From:
htcondor-users-bounces@xxxxxxxxxxx [mailto:htcondor-users-bounces@xxxxxxxxxxx]
On Behalf Of Mark Prenter Hi, I’m really new to using HTCondor. What I would like to do is submit jobs to the pool that use programs and DLLs installed on the client
(processing) machines. Meaning the jobs need access to the local PATH variable to find the exe’s and required DLL files. I’ve tried “Getenv = true” but I’m not sure that will accomplish what I want. I’ve also seen reference to USER_JOB_WRAPPER, but I’m
not entirely sure how that works either. Can anyone get me going in the right direction? “Getenv = true”
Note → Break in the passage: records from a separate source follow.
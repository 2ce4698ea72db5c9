// SPDX-License-Identifier: MIT OR Apache-2.0

//! TPM capabilities consumed by the provisioning pipeline

use std::io::{Read, Write};

use ektpm2::{CreatePrimaryResult, HandleOps, Hierarchy, PasswordSession, PublicArea, Tpm, TpmError};
use tracing::debug;

use crate::auth::AuthValue;

/// The narrow slice of the TPM that EK provisioning needs
pub trait EkDevice {
    /// Make the device ready for commands
    fn connect(&mut self) -> Result<(), TpmError> {
        Ok(())
    }

    /// Obtain an authorization session for `hierarchy`
    fn start_auth_session(
        &mut self,
        hierarchy: Hierarchy,
        auth: &AuthValue,
    ) -> Result<PasswordSession, TpmError>;

    fn close_auth_session(&mut self, session: PasswordSession) -> Result<(), TpmError>;

    /// Create a primary object in the session's hierarchy
    fn create_primary(
        &mut self,
        session: &PasswordSession,
        template: &PublicArea,
        user_auth: &AuthValue,
    ) -> Result<CreatePrimaryResult, TpmError>;

    /// Persist `object` at `persistent`, returning a reference to the persisted copy
    fn evict_control(
        &mut self,
        session: &PasswordSession,
        object: u32,
        persistent: u32,
    ) -> Result<u32, TpmError>;

    /// Drop a local reference without touching the object on the TPM
    fn close_handle(&mut self, handle: u32) -> Result<(), TpmError>;

    /// Remove a transient object from TPM memory
    fn flush_context(&mut self, handle: u32) -> Result<(), TpmError>;

    fn find_vacant_persistent_handle(&mut self) -> Result<Option<u32>, TpmError>;
}

impl<D: Read + Write> EkDevice for Tpm<D> {
    fn start_auth_session(
        &mut self,
        hierarchy: Hierarchy,
        auth: &AuthValue,
    ) -> Result<PasswordSession, TpmError> {
        PasswordSession::new(hierarchy, auth.as_bytes().to_vec())
    }

    fn close_auth_session(&mut self, session: PasswordSession) -> Result<(), TpmError> {
        debug!(hierarchy = %session.hierarchy(), "closing password session");
        Ok(())
    }

    fn create_primary(
        &mut self,
        session: &PasswordSession,
        template: &PublicArea,
        user_auth: &AuthValue,
    ) -> Result<CreatePrimaryResult, TpmError> {
        Tpm::create_primary(self, session, template, user_auth.as_bytes())
    }

    fn evict_control(
        &mut self,
        session: &PasswordSession,
        object: u32,
        persistent: u32,
    ) -> Result<u32, TpmError> {
        Tpm::evict_control(self, session, object, persistent)
    }

    fn close_handle(&mut self, _handle: u32) -> Result<(), TpmError> {
        // Raw handles carry no local state
        Ok(())
    }

    fn flush_context(&mut self, handle: u32) -> Result<(), TpmError> {
        Tpm::flush_context(self, handle)
    }

    fn find_vacant_persistent_handle(&mut self) -> Result<Option<u32>, TpmError> {
        HandleOps::find_vacant_persistent_handle(self)
    }
}

/// A TPM device node opened on first use
///
/// Reusing a saved public key never needs the TPM, so the device is only
/// opened once a command is actually issued.
pub struct DeviceNode {
    path: String,
    tpm: Option<Tpm>,
}

impl DeviceNode {
    pub fn new(path: impl Into<String>) -> Self {
        Self {
            path: path.into(),
            tpm: None,
        }
    }

    fn tpm(&mut self) -> Result<&mut Tpm, TpmError> {
        let tpm = match self.tpm.take() {
            Some(tpm) => tpm,
            None => {
                debug!(path = %self.path, "opening TPM device");
                Tpm::open_path(&self.path)?
            }
        };
        Ok(self.tpm.insert(tpm))
    }
}

impl EkDevice for DeviceNode {
    fn connect(&mut self) -> Result<(), TpmError> {
        self.tpm().map(|_| ())
    }

    fn start_auth_session(
        &mut self,
        hierarchy: Hierarchy,
        auth: &AuthValue,
    ) -> Result<PasswordSession, TpmError> {
        self.tpm()?.start_auth_session(hierarchy, auth)
    }

    fn close_auth_session(&mut self, session: PasswordSession) -> Result<(), TpmError> {
        self.tpm()?.close_auth_session(session)
    }

    fn create_primary(
        &mut self,
        session: &PasswordSession,
        template: &PublicArea,
        user_auth: &AuthValue,
    ) -> Result<CreatePrimaryResult, TpmError> {
        EkDevice::create_primary(self.tpm()?, session, template, user_auth)
    }

    fn evict_control(
        &mut self,
        session: &PasswordSession,
        object: u32,
        persistent: u32,
    ) -> Result<u32, TpmError> {
        EkDevice::evict_control(self.tpm()?, session, object, persistent)
    }

    fn close_handle(&mut self, handle: u32) -> Result<(), TpmError> {
        self.tpm()?.close_handle(handle)
    }

    fn flush_context(&mut self, handle: u32) -> Result<(), TpmError> {
        EkDevice::flush_context(self.tpm()?, handle)
    }

    fn find_vacant_persistent_handle(&mut self) -> Result<Option<u32>, TpmError> {
        EkDevice::find_vacant_persistent_handle(self.tpm()?)
    }
}

#[cfg(test)]
mod tests {
    use super::*;

    #[test]
    fn test_device_node_opens_lazily() {
        let mut node = DeviceNode::new("/nonexistent/tpmrm9");
        assert!(node.tpm.is_none());

        let err = node.flush_context(0x80000000).unwrap_err();
        assert!(matches!(err, TpmError::Io { .. }));
        assert!(err.to_string().contains("/nonexistent/tpmrm9"));
    }
}
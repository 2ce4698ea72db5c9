// SPDX-License-Identifier: MIT OR Apache-2.0

//! Provisioning configuration
//!
//! `ProvisionConfig` is the raw, user-facing form (CLI flags or a JSON file).
//! `validate()` turns it into a `ProvisionPlan` and performs every option
//! check up front, so a bad option never reaches the TPM.

use std::fs;
use std::path::{Path, PathBuf};

use ektpm2::{DEFAULT_DEVICE, TPM_PERSISTENT_FIRST, TPM_PERSISTENT_LAST};
use serde::de::Error as _;
use serde::{Deserialize, Serialize};
use tracing::warn;

use crate::auth::AuthValue;
use crate::error::ConfigError;
use crate::fetch::TrustPolicy;
use crate::lifecycle::{CreateRequest, Persistence};
use crate::template::{ek_template, parse_algorithm};

/// Options for one provisioning run
#[derive(Debug, Clone, PartialEq, Eq, Serialize, Deserialize)]
#[serde(default, deny_unknown_fields)]
pub struct ProvisionConfig {
    /// Algorithm name or TPM algorithm id
    pub key_algorithm: String,
    pub endorsement_auth: Option<String>,
    pub owner_auth: Option<String>,
    /// userAuth of the created EK
    pub ek_auth: Option<String>,
    /// Hex or decimal handle, or `-` for the first vacant one
    pub persistent_handle: Option<String>,
    pub non_persistent: bool,
    /// Where to save the EK public area
    pub output: Option<PathBuf>,
    /// Where to write the certificate (stdout when absent)
    pub ec_cert: Option<PathBuf>,
    #[serde(deserialize_with = "deserialize_http_url")]
    pub server_url: Option<String>,
    pub untrusted: bool,
    /// Reuse a saved public area instead of creating an EK
    pub offline: Option<PathBuf>,
    pub verbose: bool,
    pub device: String,
}

impl Default for ProvisionConfig {
    fn default() -> Self {
        Self {
            key_algorithm: "rsa".to_string(),
            endorsement_auth: None,
            owner_auth: None,
            ek_auth: None,
            persistent_handle: None,
            non_persistent: false,
            output: None,
            ec_cert: None,
            server_url: None,
            untrusted: false,
            offline: None,
            verbose: false,
            device: DEFAULT_DEVICE.to_string(),
        }
    }
}

fn check_http_url(url: &str) -> Result<(), &'static str> {
    if !url.starts_with("http://") && !url.starts_with("https://") {
        Err("url must start with http:// or https://")
    } else if !url.chars().all(|c| c.is_ascii_graphic()) {
        Err("url must contain only printable ASCII characters (no spaces, tabs, newlines, or control characters)")
    } else {
        Ok(())
    }
}

fn deserialize_http_url<'de, D>(deserializer: D) -> Result<Option<String>, D::Error>
where
    D: serde::Deserializer<'de>,
{
    Option::<String>::deserialize(deserializer).and_then(|url| match url {
        Some(url) => check_http_url(&url).map(|_| Some(url)).map_err(D::Error::custom),
        None => Ok(None),
    })
}

/// Parse a persistent handle option: hex (`0x...`), decimal, or `-`
pub fn parse_persistent_handle(value: &str) -> Result<Persistence, ConfigError> {
    let value = value.trim();
    if value == "-" {
        return Ok(Persistence::FirstVacant);
    }

    let parsed = match value.strip_prefix("0x").or_else(|| value.strip_prefix("0X")) {
        Some(hex_digits) => u32::from_str_radix(hex_digits, 16),
        None => value.parse::<u32>(),
    };
    let handle = parsed.map_err(|_| ConfigError::InvalidPersistentHandle(value.to_string()))?;

    if !(TPM_PERSISTENT_FIRST..=TPM_PERSISTENT_LAST).contains(&handle) {
        return Err(ConfigError::PersistentHandleOutOfRange(handle));
    }
    Ok(Persistence::Fixed(handle))
}

/// Where the public key comes from
#[derive(Debug, Clone)]
pub enum KeySource {
    Create(CreateRequest),
    Reuse(PathBuf),
}

/// Certificate retrieval settings
#[derive(Debug, Clone, PartialEq, Eq)]
pub struct FetchPlan {
    pub server_url: String,
    pub trust: TrustPolicy,
    pub cert_path: Option<PathBuf>,
}

/// A validated provisioning run
#[derive(Debug, Clone)]
pub struct ProvisionPlan {
    pub key: KeySource,
    pub output: Option<PathBuf>,
    pub fetch: FetchPlan,
    pub verbose: bool,
    pub device: String,
}

impl ProvisionConfig {
    /// Load from a JSON file
    pub fn from_json_file(path: &Path) -> Result<Self, ConfigError> {
        let file_error = |reason: String| ConfigError::File {
            path: path.to_path_buf(),
            reason,
        };
        let data = fs::read(path).map_err(|e| file_error(e.to_string()))?;
        serde_json::from_slice(&data).map_err(|e| file_error(e.to_string()))
    }

    /// Check every option and build the plan
    pub fn validate(&self) -> Result<ProvisionPlan, ConfigError> {
        let server_url = self
            .server_url
            .clone()
            .ok_or(ConfigError::MissingServerUrl)?;
        check_http_url(&server_url).map_err(|reason| ConfigError::InvalidServerUrl {
            url: server_url.clone(),
            reason: reason.to_string(),
        })?;

        let key = match &self.offline {
            Some(path) => KeySource::Reuse(path.clone()),
            None => KeySource::Create(self.create_request()?),
        };

        Ok(ProvisionPlan {
            key,
            output: self.output.clone(),
            fetch: FetchPlan {
                server_url,
                trust: if self.untrusted {
                    TrustPolicy::Insecure
                } else {
                    TrustPolicy::Verify
                },
                cert_path: self.ec_cert.clone(),
            },
            verbose: self.verbose,
            device: self.device.clone(),
        })
    }

    fn create_request(&self) -> Result<CreateRequest, ConfigError> {
        let template = ek_template(parse_algorithm(&self.key_algorithm)?)?;

        let persistence = match (self.non_persistent, self.persistent_handle.as_deref()) {
            (true, Some(handle)) => {
                warn!(handle, "non-persistent mode requested, ignoring persistent handle");
                Persistence::Transient
            }
            (true, None) => Persistence::Transient,
            (false, Some(handle)) => parse_persistent_handle(handle)?,
            (false, None) => return Err(ConfigError::MissingPersistentHandle),
        };

        Ok(CreateRequest {
            template,
            endorsement_auth: AuthValue::parse("endorsement", self.endorsement_auth.as_deref())?,
            owner_auth: AuthValue::parse("owner", self.owner_auth.as_deref())?,
            ek_auth: AuthValue::parse("EK", self.ek_auth.as_deref())?,
            persistence,
        })
    }
}
// SPDX-License-Identifier: MIT OR Apache-2.0

//! Minimal TPM 2.0 protocol implementation
//!
//! Direct communication with TPM via /dev/tpmrm0 without any C dependencies.
//! Covers the handful of commands needed to provision an endorsement key:
//! CreatePrimary, EvictControl, FlushContext and GetCapability.

use std::fs::{File, OpenOptions};
use std::io::{Read, Write};

use tracing::debug;

pub mod error;
pub mod handles;
pub mod public;
pub mod session;

pub use error::{Result, TpmError};
pub use handles::HandleOps;
pub use public::{AlgScheme, KeyedHashScheme, PublicArea, PublicId, PublicParms, SymDef};
pub use session::{Hierarchy, PasswordSession};

use session::MAX_AUTH_SIZE;

/// Default resource-managed TPM device node
pub const DEFAULT_DEVICE: &str = "/dev/tpmrm0";

/// TPM 2.0 command codes
#[repr(u32)]
#[derive(Debug, Clone, Copy, PartialEq, Eq)]
pub enum TpmCc {
    EvictControl = 0x00000120,
    CreatePrimary = 0x00000131,
    FlushContext = 0x00000165,
    GetCapability = 0x0000017A,
}

/// TPM 2.0 structure tags
#[repr(u16)]
#[derive(Debug, Clone, Copy)]
pub enum TpmSt {
    NoSessions = 0x8001,
    Sessions = 0x8002,
}

/// TPM 2.0 return codes
#[repr(u32)]
#[derive(Debug, Clone, Copy, PartialEq)]
pub enum TpmRc {
    Success = 0x000,
}

/// TPM 2.0 algorithm identifiers
#[repr(u16)]
#[derive(Debug, Clone, Copy, PartialEq, Eq, Hash)]
pub enum TpmAlg {
    Rsa = 0x0001,
    Sha1 = 0x0004,
    Hmac = 0x0005,
    Aes = 0x0006,
    Mgf1 = 0x0007,
    KeyedHash = 0x0008,
    Xor = 0x000A,
    Sha256 = 0x000B,
    Sha384 = 0x000C,
    Sha512 = 0x000D,
    Null = 0x0010,
    RsaSsa = 0x0014,
    RsaEs = 0x0015,
    RsaPss = 0x0016,
    Oaep = 0x0017,
    EcDsa = 0x0018,
    Ecdh = 0x0019,
    Kdf1Sp800_56a = 0x0020,
    Kdf2 = 0x0021,
    Kdf1Sp800_108 = 0x0022,
    Ecc = 0x0023,
    SymCipher = 0x0025,
    Ctr = 0x0040,
    Ofb = 0x0041,
    Cbc = 0x0042,
    Cfb = 0x0043,
    Ecb = 0x0044,
}
//! Tests for the flat <-> nested conversions working against each other.

use richmd_babel::common::flat_to_nested::render_inline;
use richmd_babel::common::nested_to_flat::{flatten_nodes, EntityRegistry};
use richmd_babel::formats::markdown::ast::{ComrakParser, MarkdownParser};
use richmd_babel::styles::InlineStyleTable;
use richmd_babel::{Block, BlockType, SerializeOptions, StyleRange};

fn flatten(md: &str) -> (Block, richmd_babel::EntityMap) {
    let root = ComrakParser::default().parse(md).expect("comrak never fails");
    let mut entities = EntityRegistry::new();
    let block = flatten_nodes(&root.children, &InlineStyleTable::default(), &mut entities);
    (block, entities.into_map())
}

#[test]
fn test_nested_to_flat_to_nested() {
    let md = "plain __bold *both*__ [*link*](http://x) end";
    let (block, entities) = flatten(md);

    assert_eq!(block.text, "plain bold both link end");
    assert_eq!(
        block.inline_style_ranges,
        vec![
            StyleRange::new(6, 5, "BOLD"),
            StyleRange::new(11, 4, "BOLD"),
            StyleRange::new(11, 4, "ITALIC"),
            StyleRange::new(16, 4, "ITALIC"),
        ]
    );

    let rendered = render_inline(&block, &entities, &SerializeOptions::default()).unwrap();
    // Styles open before the link marker and close after it.
    assert_eq!(rendered, "plain __bold__ __*both*__ *[link](http://x)* end");
}

#[test]
fn test_flat_to_nested_to_flat() {
    let block = Block::new(BlockType::Unstyled, "one two three")
        .with_style(0, 13, "ITALIC")
        .with_style(4, 3, "BOLD");
    let rendered =
        render_inline(&block, &Default::default(), &SerializeOptions::default()).unwrap();
    assert_eq!(rendered, "*one __two__ three*");

    let (reparsed, _) = flatten(&rendered);
    assert_eq!(reparsed.text, block.text);
    // The outer style comes back split around the nested one.
    assert_eq!(
        reparsed.inline_style_ranges,
        vec![
            StyleRange::new(0, 4, "ITALIC"),
            StyleRange::new(4, 3, "ITALIC"),
            StyleRange::new(4, 3, "BOLD"),
            StyleRange::new(7, 6, "ITALIC"),
        ]
    );
}
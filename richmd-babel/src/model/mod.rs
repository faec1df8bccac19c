//! The flat rich-text document model.
//!
//! A document is an ordered list of blocks, each holding plain text plus
//! offset-based style and entity annotations, and one entity map shared by all
//! blocks. Field names follow the editor's raw JSON interchange shape so the
//! types can be persisted and exchanged with serde as-is.

pub mod entity_map;
pub mod nodes;

pub use entity_map::EntityMap;
pub use nodes::*;
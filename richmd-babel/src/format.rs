//! Format trait definition
//!
//! This module defines the core Format trait that all format implementations must implement.
//! The trait provides a uniform interface for parsing and serializing documents.

use crate::error::FormatError;
use crate::model::RawDocument;

/// Trait for document formats
///
/// Implementors provide bidirectional conversion between a string representation and
/// [`RawDocument`]. Formats can support parsing, serialization, or both.
///
/// # Examples
///
/// ```ignore
/// struct MyFormat;
///
/// impl Format for MyFormat {
///     fn name(&self) -> &str {
///         "my-format"
///     }
///
///     fn supports_parsing(&self) -> bool {
///         true
///     }
///
///     fn parse(&self, source: &str) -> Result<RawDocument, FormatError> {
///         todo!()
///     }
/// }
/// ```
pub trait Format: Send + Sync {
    /// The name of this format (e.g., "markdown", "raw-json")
    fn name(&self) -> &str;

    /// Optional description of this format
    fn description(&self) -> &str {
        ""
    }

    /// File extensions associated with this format, without the leading dot.
    fn file_extensions(&self) -> &[&str] {
        &[]
    }

    /// Whether this format supports parsing (source → RawDocument)
    fn supports_parsing(&self) -> bool {
        false
    }

    /// Whether this format supports serialization (RawDocument → source)
    fn supports_serialization(&self) -> bool {
        false
    }

    /// Parse source text into a document
    ///
    /// Default implementation returns NotSupported error.
    fn parse(&self, _source: &str) -> Result<RawDocument, FormatError> {
        Err(FormatError::NotSupported(format!(
            "Format '{}' does not support parsing",
            self.name()
        )))
    }

    /// Serialize a document into source text
    ///
    /// Default implementation returns NotSupported error.
    fn serialize(&self, _doc: &RawDocument) -> Result<String, FormatError> {
        Err(FormatError::NotSupported(format!(
            "Format '{}' does not support serialization",
            self.name()
        )))
    }
}
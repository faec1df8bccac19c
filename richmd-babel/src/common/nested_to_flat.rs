//! Flattens a Markdown syntax tree into block text plus offset ranges.
//!
//! # The High-Level Concept
//!
//! Markdown nests formatting (`*a __b__*`), the block model lays it flat
//! (text `a b`, `ITALIC` over `a `, `BOLD` over `b`). Walking the tree in
//! pre-order and appending every leaf's text to one buffer gives the flat
//! text; the buffer length at the moment a node is entered is that node's
//! offset, and the rendered length of its leaves is the range length.
//!
//! # The Algorithm
//!
//! Each node is visited with the style of its parent in context (the style the
//! inline table maps the parent's node type to, if any):
//!
//! 1. **Entities:** a `Link` registers a `LINK` entity and records a range over
//!    the rendered length of its children; an `Image` registers an `IMAGE`
//!    entity and records a range of length 1.
//! 2. **Containers:** with a style in context, record a range over the
//!    rendered length of all descendant leaves, then visit the children with
//!    the container's own style in context.
//! 3. **Leaves:** with a style in context, record a range over the leaf's
//!    text, then append the text (a single space for an image).
//!
//! Entity keys come from an [`EntityRegistry`] shared by every block of the
//! document, so keys stay unique and increase across the whole document.

use crate::formats::markdown::ast::{rendered_len_of, Node};
use crate::model::{Block, BlockType, Entity, EntityKey, EntityMap, EntityRange, StyleRange};
use crate::styles::{InlineStyleDef, InlineStyleTable};

/// Document-wide entity map with an explicit key counter.
#[derive(Debug, Default)]
pub struct EntityRegistry {
    map: EntityMap,
    next_key: EntityKey,
}

impl EntityRegistry {
    pub fn new() -> Self {
        Self::default()
    }

    /// Store an entity under the next unused key.
    pub fn register(&mut self, entity: Entity) -> EntityKey {
        let key = self.next_key;
        self.next_key += 1;
        self.map.insert(key, entity);
        key
    }

    pub fn is_empty(&self) -> bool {
        self.map.is_empty()
    }

    pub fn into_map(self) -> EntityMap {
        self.map
    }
}

/// Flatten the top-level nodes of one segment into an `unstyled` block.
///
/// The caller decides the block type.
pub fn flatten_nodes(
    nodes: &[Node],
    inline_styles: &InlineStyleTable,
    entities: &mut EntityRegistry,
) -> Block {
    let mut flattener = Flattener {
        inline_styles,
        entities,
        text: String::new(),
        len: 0,
        style_ranges: Vec::new(),
        entity_ranges: Vec::new(),
    };

    for node in nodes {
        let style = inline_styles.get(node.type_name());
        flattener.walk(node, style);
    }

    Block {
        text: flattener.text,
        block_type: BlockType::Unstyled,
        depth: 0,
        inline_style_ranges: flattener.style_ranges,
        entity_ranges: flattener.entity_ranges,
    }
}

struct Flattener<'a> {
    inline_styles: &'a InlineStyleTable,
    entities: &'a mut EntityRegistry,
    text: String,
    /// Length of `text` in chars.
    len: usize,
    style_ranges: Vec<StyleRange>,
    entity_ranges: Vec<EntityRange>,
}

impl<'a> Flattener<'a> {
    fn walk(&mut self, node: &Node, style: Option<&'a InlineStyleDef>) {
        match node {
            Node::Link { url, children } => {
                let key = self.entities.register(Entity::link(url.clone()));
                self.add_entity_range(key, rendered_len_of(children));
            }
            Node::Image { url, alt } => {
                let key = self.entities.register(Entity::image(url.clone(), alt.clone()));
                self.add_entity_range(key, 1);
            }
            _ => {}
        }

        match node.children() {
            Some(children) => {
                if let Some(style) = style {
                    self.add_style_range(rendered_len_of(children), style);
                }
                let table = self.inline_styles;
                let child_style = table.get(node.type_name());
                for child in children {
                    self.walk(child, child_style);
                }
            }
            None => {
                let leaf = node.leaf_text().unwrap_or_default();
                let leaf_len = leaf.chars().count();
                if let Some(style) = style {
                    self.add_style_range(leaf_len, style);
                }
                self.text.push_str(leaf);
                self.len += leaf_len;
            }
        }
    }

    fn add_style_range(&mut self, length: usize, style: &InlineStyleDef) {
        if length == 0 {
            return;
        }
        self.style_ranges
            .push(StyleRange::new(self.len, length, style.style.clone()));
    }

    fn add_entity_range(&mut self, key: EntityKey, length: usize) {
        self.entity_ranges.push(EntityRange {
            key,
            offset: self.len,
            length,
        });
    }
}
should ensure that the same environment variable settings used on the submit machine are used when the Condor job runs. So if PATH is setup correctly on the submit host it should be set correctly for the actual Condor job. Quick way to check this - run a DOS .bat file as job and put the "set" command in it to see what the environment variables are - do you get the PATH you expect ? Just to clarify my setup…it’s only Windows, I have 3 computers with HTCondor installed and seeming working. Each computer has the same set
of software installed and the PATH setup properly so that if I bring up a command line and run my executable, it runs fine. But when I try to submit the same process as a condor task, it has trouble finding the executable. If I use UNC instead of drive letters
to directly reference the location of the executable, then it can’t find the DLLs require to run the executable. All leading me to believe that the Condor task is not using the local windows PATH settings. By default Condor jobs run in a very restricted evironment under a temporararily created account. They almost
certainly won't have the same profile settings as you get
when you run interactively from the command line and the PATH is likely to be (null).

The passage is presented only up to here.